Dr.Hauschka Med

Teeth are not just an expression of our vitality, but of our internal development. When a child's permanent teeth come in, it is an important step on the path to adulthood.

Siwak Before Every Prayer

Many cultures knew thousands of years ago that wellbeing starts in the mouth. Around 1900 B.C. the Egyptians used to rinse their mouths with baking soda every morning, a practice which was second nature to them and which they called the "early meal". The use of mouthrinses and of chewing sticks from the neem tree (Azadirachta indica) for cleaning the teeth was mentioned in the ancient Indian Law Code of Manu in 600 B.C. For the prophet Mohammed (c. 570 – 632) dental hygiene with chewing sticks from the wood of the Arak tree (Salvadora persica), also known as miswak or siwak, was a religious obligation.

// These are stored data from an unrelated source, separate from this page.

//! Model import: external scene descriptions turned into entities and geometry
//!
//! An [`Importer`] reads a file into an [`ImportedScene`]; the
//! [`ModelImporter`] walks that description, appending every mesh into one
//! shared [`Model`](crate::resource::Model) and creating one entity per node.

mod model_importer;
mod obj;
mod progress;

use std::path::{Path, PathBuf};

use thiserror::Error;

pub use model_importer::ModelImporter;
pub use obj::ObjImporter;
pub use progress::ProgressReport;

use crate::foundation::math::{Mat4, Vec4};
use crate::rendering::{DeviceError, Vertex};
use crate::resource::{AnimationChannel, ResourceError};
use crate::scene::SceneError;

/// Import errors
#[derive(Error, Debug)]
pub enum ImportError {
    /// File access failed
    #[error("I/O error: {0}")]
    Io(#[from] std::io::Error),

    /// The file content could not be understood
    #[error("{path}:{line}: {message}")]
    Parse {
        /// File being parsed
        path: PathBuf,
        /// 1-based line number
        line: usize,
        /// What went wrong
        message: String,
    },

    /// No importer handles this file type
    #[error("Unsupported model format: {0}")]
    Unsupported(PathBuf),

    /// Another import is still running on this importer
    #[error("An import is already in progress")]
    Busy,

    /// The file holds no geometry
    #[error("No geometry in {0}")]
    Empty(PathBuf),

    /// A resource could not be created
    #[error("Resource error: {0}")]
    Resource(#[from] ResourceError),

    /// The scene rejected an operation
    #[error("Scene error: {0}")]
    Scene(#[from] SceneError),

    /// Uploading geometry failed
    #[error("Device error: {0}")]
    Device(#[from] DeviceError),
}

/// Texture slot conventions of external material descriptions
#[derive(Debug, Clone, Copy, PartialEq, Eq, Hash)]
pub enum ImportedTextureSlot {
    /// Diffuse color map
    Diffuse,
    /// Specular exponent map
    Shininess,
    /// Ambient color map
    Ambient,
    /// Normal or bump map
    Normals,
    /// Baked lighting / occlusion
    Lightmap,
    /// Emissive map
    Emissive,
    /// Displacement map
    Height,
    /// Opacity map
    Opacity,
}

/// Material as described by the source file
#[derive(Debug, Clone, PartialEq)]
pub struct ImportedMaterial {
    /// Material name
    pub name: String,
    /// Rendered without back-face culling
    pub two_sided: bool,
    /// Diffuse RGBA color
    pub diffuse_color: Vec4,
    /// Opacity in 0..=1
    pub opacity: f32,
    /// Texture paths as written in the source, per slot
    pub textures: Vec<(ImportedTextureSlot, String)>,
}

impl Default for ImportedMaterial {
    fn default() -> Self {
        Self {
            name: String::new(),
            two_sided: false,
            diffuse_color: Vec4::new(1.0, 1.0, 1.0, 1.0),
            opacity: 1.0,
            textures: Vec::new(),
        }
    }
}

impl ImportedMaterial {
    /// Path bound to `slot`, if any
    pub fn texture(&self, slot: ImportedTextureSlot) -> Option<&str> {
        self.textures
            .iter()
            .find(|(candidate, _)| *candidate == slot)
            .map(|(_, path)| path.as_str())
    }
}

/// Mesh geometry with a material reference
#[derive(Debug, Clone, Default)]
pub struct ImportedMesh {
    /// Mesh name
    pub name: String,
    /// Vertices with position, uv, normal, tangent and bitangent
    pub vertices: Vec<Vertex>,
    /// Polygons as vertex index lists
    pub faces: Vec<Vec<u32>>,
    /// Index into [`ImportedScene::materials`]
    pub material: Option<usize>,
}

impl ImportedMesh {
    /// Triangle list indices
    ///
    /// Polygons are fanned around their first corner; points and lines are
    /// dropped.
    pub fn indices(&self) -> Vec<u32> {
        self.faces
            .iter()
            .filter(|face| face.len() >= 3)
            .flat_map(|face| face.windows(2).skip(1).flat_map(move |edge| [face[0], edge[0], edge[1]]))
            .collect()
    }
}

/// Node of the source hierarchy
#[derive(Debug, Clone)]
pub struct ImportedNode {
    /// Node name
    pub name: String,
    /// Transform relative to the parent node
    pub transform: Mat4,
    /// Indices into [`ImportedScene::meshes`]
    pub meshes: Vec<usize>,
    /// Child nodes
    pub children: Vec<ImportedNode>,
}

impl ImportedNode {
    /// Node with an identity transform and nothing attached
    pub fn new(name: impl Into<String>) -> Self {
        Self {
            name: name.into(),
            transform: Mat4::identity(),
            meshes: Vec::new(),
            children: Vec::new(),
        }
    }

    /// Number of nodes in this subtree, this one included
    pub fn count(&self) -> usize {
        1 + self.children.iter().map(Self::count).sum::<usize>()
    }
}

/// Keyframe animation as described by the source
#[derive(Debug, Clone, Default)]
pub struct ImportedAnimation {
    /// Animation name
    pub name: String,
    /// Length in ticks
    pub duration: f32,
    /// Playback rate; zero when the source does not say
    pub ticks_per_second: f32,
    /// Per-node keys
    pub channels: Vec<AnimationChannel>,
}

/// Everything an importer extracted from one file
#[derive(Debug, Clone)]
pub struct ImportedScene {
    /// Root of the node hierarchy
    pub root: ImportedNode,
    /// All meshes, referenced by nodes
    pub meshes: Vec<ImportedMesh>,
    /// All materials, referenced by meshes
    pub materials: Vec<ImportedMaterial>,
    /// Animations
    pub animations: Vec<ImportedAnimation>,
}

/// Reads model files into an [`ImportedScene`]
pub trait Importer: Send + Sync {
    /// Whether `path` looks like a file this importer reads
    fn supports(&self, path: &Path) -> bool;

    /// Read `path`, reporting file read and post-process steps to `progress`
    fn read(&self, path: &Path, progress: &ProgressReport) -> Result<ImportedScene, ImportError>;
}

#[cfg(test)]
mod tests {
    use super::*;

    #[test]
    fn test_polygons_become_triangle_fans() {
        let mesh = ImportedMesh {
            faces: vec![vec![0, 1, 2], vec![3, 4, 5, 6], vec![7, 8, 9, 10, 11], vec![12, 13], vec![14]],
            ..ImportedMesh::default()
        };
        assert_eq!(
            mesh.indices(),
            vec![0, 1, 2, 3, 4, 5, 3, 5, 6, 7, 8, 9, 7, 9, 10, 7, 10, 11]
        );
        assert_eq!(mesh.indices().len() % 3, 0);
    }
}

He was convinced that a prayer from a clean mouth was worth more than 75 normal prayers.

Fans Against Decay

The Europeans were not so good at oral hygiene. The toothbrush imported from China in the 15th century was rarely used in the Middle Ages and decayed teeth were extracted by barbers or blacksmiths. Prayers to Appolonia, the patron saint of dental disorders, were said to protect against toothache. In the Baroque and Rococco periods perfumes were used to cover up not only body odour but also foul breath from decaying teeth. Fans concealed gappy smiles. The toothbrush only gradually found its way into German households in the 18th century. The first International Hygiene Exhibition in Dresden in 1911, which attracted five million visitors, finally rang in the age of hygiene in Europe too. Oral hygiene articles became affordable for everyone.